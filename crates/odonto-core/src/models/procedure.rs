use jiff::civil::Date;
use serde::{Deserialize, Serialize};
use ts_rs::TS;

use super::Document;
use crate::money::round_cents;
use crate::s3_keys::Collection;
use crate::validation::{self, ValidationError, blank_to_none};

/// Catalog entry for a billable procedure.
#[derive(Debug, Clone, Serialize, Deserialize, TS)]
#[ts(export)]
pub struct Procedure {
    pub name: String,
    pub base_price: f64,
    pub duration_minutes: Option<u32>,
    pub category: Option<String>,
    #[serde(default = "default_active")]
    pub active: bool,
}

fn default_active() -> bool {
    true
}

impl Document for Procedure {
    const COLLECTION: Collection = Collection::Procedures;

    fn prepare(&mut self, _today: Date) -> Result<(), ValidationError> {
        self.name = self.name.trim().to_string();
        validation::required("name", &self.name)?;
        validation::non_negative("base_price", self.base_price)?;
        self.base_price = round_cents(self.base_price);
        if self.duration_minutes == Some(0) {
            return Err(ValidationError::new(
                "duration_minutes",
                "Informe um valor maior que zero.",
            ));
        }
        self.category = blank_to_none(self.category.take());
        Ok(())
    }
}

WORK ITEM >> Above are some records; copy each line there that contains "bool".

SOLUTION >>
    pub active: bool,
fn default_active() -> bool {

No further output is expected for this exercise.